Venture Builder (Undergraduate Research Scholar), NanoTRIZ Innovation Institute

Research Interests:

Research Philosophy: Prof. I. A. Vinnikov is a molecular neurobiologist studying how coding and non-coding gene networks regulate metabolism, aging, and neurodegeneration. His research focuses on the mechanistic basis of chronic metabolic and neurodegenerative disorders, particularly obesity, insulin resistance, and Parkinson’s disease. By combining in vivo disease models, neuronal circuit analysis, microRNA biology, and CRISPR-Cas9 gene manipulation, Prof. Vinnikov develops mechanistic and translational frameworks for identifying pathological pathways and testing therapeutic interventions.

Core Research Pillars:

Hypothalamic Regulation of Energy Homeostasis: Prof. Vinnikov has pioneered studies on how specific neuronal populations in the hypothalamus regulate appetite, body weight, and metabolic balance. His work demonstrated that hypothalamic microRNAs such as miR-103 and miR-29a protect against hyperphagic obesity and insulin resistance by regulating PI3K-Akt-mTOR and Nras-linked pathways. His group also studies paraventricular and arcuate hypothalamic circuits involved in feeding behavior and endocrine control.
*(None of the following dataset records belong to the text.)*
use crate::utils::error::{QueryError, EXIT_FAILED, EXIT_REJECTED};
use serde::{Deserialize, Serialize};
use std::fmt;

pub const DEFAULT_ENDPOINT: &str = "https://law-chatbot-fast.onrender.com/chat";
pub const DEFAULT_COUNTRY: &str = "india";

/// 使用者身分，對應頁面上的封閉選單
#[derive(Debug, Clone, Copy, PartialEq, Eq, Default, Serialize, Deserialize)]
#[cfg_attr(feature = "cli", derive(clap::ValueEnum))]
#[serde(rename_all = "lowercase")]
pub enum Role {
    #[default]
    Citizen,
    Lawyer,
    Accused,
}

impl Role {
    pub fn as_str(&self) -> &'static str {
        match self {
            Role::Citizen => "citizen",
            Role::Lawyer => "lawyer",
            Role::Accused => "accused",
        }
    }
}

impl fmt::Display for Role {
    fn fmt(&self, f: &mut fmt::Formatter<'_>) -> fmt::Result {
        f.write_str(self.as_str())
    }
}

/// 從輸入來源讀到、尚未驗證的三個欄位
#[derive(Debug, Clone, PartialEq, Eq)]
pub struct QueryFields {
    pub issue: String,
    pub country: String,
    pub role: Role,
}

/// 送往伺服器的 JSON payload
#[derive(Debug, Clone, PartialEq, Eq, Serialize, Deserialize)]
pub struct QueryRequest {
    pub user_input: String,
    pub country: String,
    pub user_role: Role,
}

/// 伺服器回傳的 JSON，不假設任何結構
pub type QueryResponse = serde_json::Value;

#[derive(Debug, Clone, Copy, PartialEq, Eq, Serialize, Deserialize)]
#[cfg_attr(feature = "cli", derive(clap::ValueEnum))]
#[serde(rename_all = "lowercase")]
pub enum RenderStyle {
    /// Pretty-printed JSON dump
    Raw,
    /// Heading followed by one `label: value` line per field
    List,
}

#[derive(Debug, Clone, PartialEq, Eq, Serialize, Deserialize)]
pub struct Messages {
    pub empty_input: String,
    pub in_progress: String,
    pub failure: String,
    pub heading: String,
}

impl Default for Messages {
    fn default() -> Self {
        Profile::Guidance.messages()
    }
}

/// Presets for the two page variants the submitter replaces.
#[derive(Debug, Clone, Copy, PartialEq, Eq, Default, Serialize, Deserialize)]
#[cfg_attr(feature = "cli", derive(clap::ValueEnum))]
#[serde(rename_all = "lowercase")]
pub enum Profile {
    #[default]
    Guidance,
    Analysis,
}

impl Profile {
    pub fn render_style(&self) -> RenderStyle {
        match self {
            Profile::Guidance => RenderStyle::List,
            Profile::Analysis => RenderStyle::Raw,
        }
    }

    pub fn messages(&self) -> Messages {
        let failure = "❌ Unable to connect to the legal server.".to_string();
        match self {
            Profile::Guidance => Messages {
                empty_input: "❌ Please describe your legal issue.".to_string(),
                in_progress: "⏳ Connecting to legal server...".to_string(),
                failure,
                heading: "⚖️ Legal Guidance".to_string(),
            },
            Profile::Analysis => Messages {
                empty_input: "⚠️ Please describe your legal issue.".to_string(),
                in_progress: "⏳ Analyzing with Royal Legal Intelligence...".to_string(),
                failure,
                heading: "⚖️ Legal Analysis".to_string(),
            },
        }
    }
}

/// Result of one submission, as seen by the caller.
#[derive(Debug, Clone, PartialEq)]
pub enum Outcome {
    /// Issue text was empty after trimming; no request was sent.
    EmptyInput,
    /// Input could not be read or the country is not a configured choice; no request was sent.
    Rejected,
    Rendered(QueryResponse),
    Failed,
}

impl Outcome {
    /// CLI 退出碼，與 `QueryError::exit_code` 使用同一組代碼
    pub fn exit_code(&self) -> i32 {
        match self {
            Outcome::Rendered(_) => 0,
            Outcome::EmptyInput => QueryError::EmptyInput.exit_code(),
            Outcome::Rejected => EXIT_REJECTED,
            Outcome::Failed => EXIT_FAILED,
        }
    }
}
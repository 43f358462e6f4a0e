use crate::domain::model::{QueryFields, Role};
use crate::domain::ports::InputSource;
use crate::utils::error::Result;
use std::io::{Read, Stdin};
use std::sync::Mutex;
use tokio::runtime::{Handle, RuntimeFlavor};

/// 欄位來自 CLI 參數；沒有給 issue 時改讀 `reader`（預設為 stdin）
#[derive(Debug)]
pub struct CliInput<R: Read + Send = Stdin> {
    issue: Option<String>,
    country: String,
    role: Role,
    reader: Mutex<R>,
}

impl CliInput<Stdin> {
    pub fn new(issue: Option<String>, country: String, role: Role) -> Self {
        Self::with_reader(issue, country, role, std::io::stdin())
    }
}

impl<R: Read + Send> CliInput<R> {
    pub fn with_reader(issue: Option<String>, country: String, role: Role, reader: R) -> Self {
        Self {
            issue,
            country,
            role,
            reader: Mutex::new(reader),
        }
    }

    fn read_issue(&self) -> Result<String> {
        match &self.issue {
            Some(issue) => Ok(issue.clone()),
            None => {
                tracing::debug!("No --issue given, reading issue description from reader");
                let mut reader = match self.reader.lock() {
                    Ok(reader) => reader,
                    Err(poisoned) => poisoned.into_inner(),
                };

                let mut buffer = String::new();
                // 非 UTF-8 內容會變成 InvalidData 的 IO 錯誤
                without_stalling_runtime(|| reader.read_to_string(&mut buffer))?;
                Ok(buffer)
            }
        }
    }
}

/// 在 multi-thread runtime 上讀取時先讓出 worker
fn without_stalling_runtime<T>(read: impl FnOnce() -> T) -> T {
    match Handle::try_current() {
        Ok(handle) if handle.runtime_flavor() == RuntimeFlavor::MultiThread => {
            tokio::task::block_in_place(read)
        }
        _ => read(),
    }
}

impl<R: Read + Send> InputSource for CliInput<R> {
    fn read_fields(&self) -> Result<QueryFields> {
        Ok(QueryFields {
            issue: self.read_issue()?,
            country: self.country.clone(),
            role: self.role,
        })
    }
}

/// Fixed field values, for embedding the submitter in other programs.
#[derive(Debug, Clone)]
pub struct StaticInput(pub QueryFields);

impl StaticInput {
    pub fn new(issue: impl Into<String>, country: impl Into<String>, role: Role) -> Self {
        Self(QueryFields {
            issue: issue.into(),
            country: country.into(),
            role,
        })
    }
}

impl InputSource for StaticInput {
    fn read_fields(&self) -> Result<QueryFields> {
        Ok(self.0.clone())
    }
}
use clap::Parser;
use legal_query::utils::{logger, validation::Validate};
use legal_query::{CliConfig, CliInput, QuerySubmitter, TerminalDisplay};

#[tokio::main]
async fn main() -> anyhow::Result<()> {
    let config = CliConfig::parse();

    // 初始化日誌
    if config.json_logs {
        logger::init_json_logger();
    } else {
        logger::init_cli_logger(config.verbose);
    }

    tracing::info!("Starting legal-query CLI");
    tracing::debug!("CLI config: {:?}", config);

    // 組合並驗證設定
    let settings = match config.settings().and_then(|s| s.validate().map(|_| s)) {
        Ok(settings) => settings,
        Err(e) => {
            tracing::error!("❌ Configuration validation failed: {}", e);
            eprintln!("❌ {}", e.user_friendly_message());
            std::process::exit(e.exit_code());
        }
    };

    let input = CliInput::new(config.issue.clone(), config.country.clone(), config.role);
    let submitter = QuerySubmitter::new(input, TerminalDisplay::new(), settings);

    let exit_code = submitter.submit().await.exit_code();

    if exit_code > 0 {
        std::process::exit(exit_code);
    }

    Ok(())
}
MicroRNAs in Aging and Neurodegeneration: A major focus of Prof. Vinnikov’s research is the role of microRNAs in maintaining neuronal integrity during aging. His studies showed that age-related decline of microRNAs in dopamine neurons contributes to neuronal vulnerability and that Dicer-dependent microRNA pathways are essential for adult dopamine neuron survival. This work established a mechanistic link between aging, microRNA dysregulation, and Parkinsonian neurodegeneration.

CRISPR-Cas9 and Coding/Non-Coding Gene Circuit Analysis: Prof. Vinnikov develops and applies advanced CRISPR-Cas9 approaches to dissect coding and non-coding regulatory circuits in vivo. His laboratory introduced developmentally uncoupled self-inhibiting in situ CRISPR-Cas9 strategies to validate obesity-related neuronal pathways with improved specificity. He also contributed methodological advances through the development of Noodles, an all-in-one system for efficient on-target CRISPR guide RNA validation.

Longevity Pathways and Conserved Stress Responses: Prof. Vinnikov investigates conserved pathways controlling lifespan and stress resistance using both mice and C. elegans. His work demonstrated that vitamin A activates the SKN-1/NRF2 pathway across species, enhancing oxidative stress resistance and extending lifespan in nematodes. This research connects nutritional regulation with conserved anti-aging mechanisms relevant to age-related disease.

Scientific Impact and Leadership: Prof. Vinnikov’s research has produced influential contributions in metabolic neurobiology, molecular genetics, and translational physiology, with publications in Nature Medicine, Journal of Neuroscience, Cell Death & Disease, Molecular Metabolism, Aging Cell, Obesity, and MethodsX. His work is distinguished by the integration of mechanistic rigor with disease relevance, especially in obesity, insulin resistance, and neurodegeneration. Through studies in mice, C. elegans, and cellular systems, he has helped define how neuronal circuits and non-coding RNAs govern organismal health across the lifespan.

Selected Publications:

Isermann, B.; Vinnikov, I. A.; et al. Activated protein C protects against diabetic nephropathy by inhibiting endothelial and podocyte apoptosis. Nature Medicine, 13, 1349–1358 (2007).

Vinnikov, I. A.; Hajdukiewicz, K.; Reymann, J.; et al. Hypothalamic miR-103 protects from hyperphagic obesity in mice. Journal of Neuroscience, 34, 10659–10674 (2014).

Chmielarz, P.; Konovalova, J.; Najam, S. S.; et al. Dicer and microRNAs protect adult dopamine neurons. Cell Death & Disease, 8, e2813 (2017).

Ma, Y.; Murgia, N.; Liu, Y.; et al. Neuronal miR-29a protects from obesity in adult mice. Molecular Metabolism, 61, 101507 (2022).

Sirakawin, C.; Lin, D.; Zhou, Z.; et al. SKN-1/NRF2 upregulation by vitamin A is conserved from nematodes to mammals and is critical for lifespan extension in Caenorhabditis elegans. Aging Cell, 23, e14064 (2024).

Liu, Y.; Lin, D.; Najam, S. S.; et al. Functional redundancy between glucocorticoid and mineralocorticoid receptors in mature corticotropin-releasing hormone neurons protects from obesity. Obesity, 32, 1885–1896 (2024).

Lin, D.; Najam, S. S.; Liu, Y.; et al. Noodles, the all-in-one system for on-target efficiency analysis of CRISPR guide RNAs. MethodsX, 12, 102481 (2024).